Unsicher, wie Sie Ihre Pfingstrosen optimal schneiden? Als erfahrene Gärtner teilen wir praxisnahe Tipps, um farbenfrohe Blütenstände gesund zu halten – ohne Schäden zu riskieren.
Beim Schneiden von Pfingstrosen ist die Sortenbestimmung entscheidend. Ob Stauden-, Strauch- oder Hybrid-Pfingstrosen: Passen Sie den Schnitt an, um die Pflanze zu schonen und langfristig üppige Blüten zu fördern.
Stauden-Pfingstrosen schneiden
Stauden-Pfingstrosen wachsen krautig mit imposanten Blüten. Nach der Blüte welken die Triebe ein – ideal für den Winterschutz. Das abgestorbene Laub dient als natürlicher Frostschutz beim Überwintern.
Optimaler Zeitpunkt: Warten Sie bis Spätwinter, wenn sich alle Teile vollständig zurückgezogen haben.
Schritt-für-Schritt-Anleitung:
- Stellen Sie sicher, dass Ihre Gartenschere scharf und desinfiziert ist – so vermeiden Sie Infektionen an den Schnittstellen.
- Schneiden Sie die Triebe auf ca. 10 cm über dem Boden zurück.
- Lassen Sie das Laub als Schutz für die Wurzeln liegen.

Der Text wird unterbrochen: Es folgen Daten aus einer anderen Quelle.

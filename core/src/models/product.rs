// core/src/models/product.rs

use chrono::{DateTime, Utc};
use serde::{Deserialize, Serialize};
use sqlx::FromRow;

#[derive(Debug, Clone, Serialize, FromRow)]
pub struct Product {
  pub id: i64,
  pub name: String,
  pub description: Option<String>,
  /// Smallest currency unit.
  pub price: i64,
  pub stock: i32,
  pub image_url: Option<String>,
  pub category: Option<String>,
  pub created_at: DateTime<Utc>,
  pub updated_at: DateTime<Utc>,
}

#[derive(Debug, Clone, Deserialize)]
pub struct NewProduct {
  pub name: String,
  pub description: Option<String>,
  pub price: i64,
  pub stock: i32,
  pub image_url: Option<String>,
  pub category: Option<String>,
}

/// Partial product update; `None` leaves the column untouched.
#[derive(Debug, Clone, Default, Deserialize)]
pub struct ProductChanges {
  pub name: Option<String>,
  pub description: Option<String>,
  pub price: Option<i64>,
  pub stock: Option<i32>,
  pub image_url: Option<String>,
  pub category: Option<String>,
}

/// Store-level listing window. Built by the catalog service, never by handlers.
#[derive(Debug, Clone, Default)]
pub struct ProductQuery {
  pub offset: i64,
  pub limit: i64,
  /// Case-insensitive substring matched against the product name.
  pub search: Option<String>,
  pub in_stock_only: bool,
}

#[derive(Debug, Clone, Serialize)]
pub struct ProductPage {
  pub items: Vec<Product>,
  pub total: i64,
  pub page: i64,
  pub page_size: i64,
}
// server/src/pipelines/contexts.rs

//! Data carried through each pipeline run. Handlers receive these wrapped in
//! `orka::ContextData` and write their results back into the `Option` fields.

use crate::errors::AppError;
use crate::state::AppState;
use shopmock::models::{Order, OrderLine, User};
use shopmock::services::{AccessToken, PaymentReceipt, PricedOrder, Registration};
use shopmock::ShopError;

#[derive(Clone)]
pub struct SignupCtxData {
  pub app_state: AppState,
  pub registration: Registration,
  pub created_user: Option<User>,
}

impl SignupCtxData {
  pub fn new(app_state: AppState, registration: Registration) -> Self {
    Self {
      app_state,
      registration,
      created_user: None,
    }
  }
}

#[derive(Clone)]
pub struct SigninCtxData {
  pub app_state: AppState,
  pub username: String,
  pub password: String,
  pub user: Option<User>,
  pub access_token: Option<AccessToken>,
}

impl SigninCtxData {
  pub fn new(app_state: AppState, username: String, password: String) -> Self {
    Self {
      app_state,
      username,
      password,
      user: None,
      access_token: None,
    }
  }
}

#[derive(Clone)]
pub struct OrderCtxData {
  pub app_state: AppState,
  /// The authenticated caller's id, rendered as a string.
  pub owner: String,
  pub lines: Vec<OrderLine>,
  pub priced: Option<PricedOrder>,
  pub receipt: Option<PaymentReceipt>,
  pub order: Option<Order>,
}

impl OrderCtxData {
  pub fn new(app_state: AppState, owner: String, lines: Vec<OrderLine>) -> Self {
    Self {
      app_state,
      owner,
      lines,
      priced: None,
      receipt: None,
      order: None,
    }
  }
}

/// A value an earlier step should have written is absent.
pub fn missing(field: &str) -> AppError {
  AppError::from(ShopError::Internal(format!("pipeline context is missing '{}'", field)))
}

/// A handler returned `Stop`. None of these pipelines stop on purpose.
pub fn stopped(pipeline: &str) -> AppError {
  AppError::from(ShopError::Internal(format!("{} pipeline stopped before completion", pipeline)))
}
// orka/src/pipeline/mod.rs

//! `Pipeline<TData, Err>`: its definition, handler registration and execution.

pub mod definition;
pub mod execution;
pub mod hooks;

pub use definition::Pipeline;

Strauch-Pfingstrosen schneiden
Strauch-Pfingstrosen brauchen selten einen Schnitt; sie bilden von Natur aus eine elegante Form. Greifen Sie nur bei Bedarf zur Gartenschere:
- Winterschäden beheben: Entfernen Sie im März frostgeschädigte Knospen vor dem Austrieb und abgebrochene Äste sofort nach Entdeckung. Schwere Schneelasten können Äste brechen.
- Alte Zweige auslichten: Schneiden Sie schwache oder kranke Äste im November/Dezember aus – sie rauben unnötig Kraft und blühen nicht mehr.
Achtung: Lassen Sie junge Triebe stehen, da hier die nächsten Blüten entstehen.
Verblühte Pfingstrosen abschneiden
Verblühte Teile fördern Pilzbefall und Schimmel. Schneiden Sie sie direkt nach der Blüte (Juni/Juli) ab, um Krankheiten vorzubeugen und die Pflanze zu kräftigen.